In honor of the soon-to-be-unveiled American Pavilion at this year’s Venice Biennale , featuring works by the performance and video art pioneer Joan Jonas , Art Bytes is featuring one of her most influential works: Vertical Roll from 1972. An early example of video art, this 19-minute composition fixates on the physical properties of the then-novel medium but is also about the subjectivity of time (especially recorded time).
The piece, which derives its name from the downward tumbling of the video stills, is in fact a recording of a video monitor that has been slowed down to achieve the “rolling” frame-by-frame effect of the video. The monitor is showing a live performance by Jonas, who flits in and out of the shot—a hand here, a pair of feet there, then suddenly a torso draped in the belly-dancer garb of Organic Honey, one of the artist’s alter-egos. The soundtrack to the piece is a simple, incessant beat, seemingly synched to the rolling of the video image but revealed to be a live performance in the fleeting moments when the rhythm falters.
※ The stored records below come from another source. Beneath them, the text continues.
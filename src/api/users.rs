//! User management (super-admin only)

use axum::{
    extract::{Path, Query, State},
    http::StatusCode,
    Json,
};
use chrono::Utc;
use serde::Deserialize;
use std::sync::Arc;

use crate::db::{
    actions, record_audit, resource_types, AuditEntry, CreateUserRequest, Permission, Role,
    UpdateRoleRequest, UpdateStatusRequest, User, UserResponse, UserStats, UserStatus,
};
use crate::AppState;

use super::error::ApiError;
use super::guards::CurrentUser;
use super::rate_limit::ClientIp;

#[derive(Debug, Deserialize)]
pub struct ListUsersQuery {
    pub page: Option<i64>,
    pub per_page: Option<i64>,
}

async fn audit_user_change(
    state: &AppState,
    action: &str,
    actor: &User,
    target: &User,
    ip: &str,
    details: serde_json::Value,
) {
    record_audit(
        &state.db,
        AuditEntry {
            action,
            resource_type: resource_types::USER,
            resource_id: Some(target.id.to_string()),
            resource_name: Some(&target.username),
            user_id: Some(actor.id),
            ip_address: Some(ip),
            details: Some(details),
        },
    )
    .await;
}

/// GET /api/users
pub async fn list_users(
    State(state): State<Arc<AppState>>,
    Query(query): Query<ListUsersQuery>,
) -> Result<Json<Vec<UserResponse>>, ApiError> {
    let per_page = query.per_page.unwrap_or(50).clamp(1, 200);
    let page = query.page.unwrap_or(1).max(1);

    let users = state
        .auth()
        .list_users(per_page, (page - 1) * per_page)
        .await?;
    Ok(Json(users.into_iter().map(UserResponse::from).collect()))
}

/// GET /api/users/stats
pub async fn user_stats(
    State(state): State<Arc<AppState>>,
) -> Result<Json<UserStats>, ApiError> {
    Ok(Json(state.auth().user_stats().await?))
}

/// GET /api/users/permissions
///
/// Permission catalogue, for the role editor
pub async fn list_permissions(
    State(state): State<Arc<AppState>>,
) -> Result<Json<Vec<Permission>>, ApiError> {
    Ok(Json(state.auth().list_permissions().await?))
}

/// GET /api/users/:id
pub async fn get_user(
    State(state): State<Arc<AppState>>,
    Path(id): Path<i64>,
) -> Result<Json<UserResponse>, ApiError> {
    Ok(Json(state.auth().get_user(id).await?.into()))
}

/// POST /api/users
pub async fn create_user(
    State(state): State<Arc<AppState>>,
    CurrentUser(actor): CurrentUser,
    ClientIp(ip): ClientIp,
    Json(request): Json<CreateUserRequest>,
) -> Result<(StatusCode, Json<UserResponse>), ApiError> {
    let user = state.auth().create_user(request, &actor, Utc::now()).await?;

    audit_user_change(
        &state,
        actions::USER_CREATE,
        &actor,
        &user,
        &ip.to_string(),
        serde_json::json!({ "role": user.role.as_str() }),
    )
    .await;

    Ok((StatusCode::CREATED, Json(user.into())))
}

/// PUT /api/users/:id/role
pub async fn update_role(
    State(state): State<Arc<AppState>>,
    CurrentUser(actor): CurrentUser,
    ClientIp(ip): ClientIp,
    Path(id): Path<i64>,
    Json(request): Json<UpdateRoleRequest>,
) -> Result<Json<UserResponse>, ApiError> {
    let role: Role = request
        .role
        .parse()
        .map_err(|e: String| ApiError::validation_field("role", e))?;

    let user = state.auth().change_role(&actor, id, role).await?;

    audit_user_change(
        &state,
        actions::USER_ROLE_CHANGE,
        &actor,
        &user,
        &ip.to_string(),
        serde_json::json!({ "role": role.as_str() }),
    )
    .await;

    Ok(Json(user.into()))
}

/// PUT /api/users/:id/status
pub async fn update_status(
    State(state): State<Arc<AppState>>,
    CurrentUser(actor): CurrentUser,
    ClientIp(ip): ClientIp,
    Path(id): Path<i64>,
    Json(request): Json<UpdateStatusRequest>,
) -> Result<Json<UserResponse>, ApiError> {
    let status: UserStatus = request
        .status
        .parse()
        .map_err(|e: String| ApiError::validation_field("status", e))?;

    let user = state.auth().set_status(&actor, id, status).await?;

    audit_user_change(
        &state,
        actions::USER_STATUS_CHANGE,
        &actor,
        &user,
        &ip.to_string(),
        serde_json::json!({ "status": status.as_str() }),
    )
    .await;

    Ok(Json(user.into()))
}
While it certainly foregrounds the structure of video, Vertical Roll is also a feminist artwork. Denying the viewer the conventional sight of a complete, continuous female form (an expectation that seems to have changed little in the intervening decades), Joans’s body is fragmented and largely out of view. This distance becomes even more apparent in the final minute of the piece, when Jonas moves herself between the camera and the monitor—revealing the images previously on the screen as mere recordings. While the now-empty monitor continues to shift in time with the beat, Jonas slowly wanders into the frame and turns to look directly into the camera before rolling herself down and out of the shot.
For more by Joan Jonas, check out her backstory and advice for would-be artists here .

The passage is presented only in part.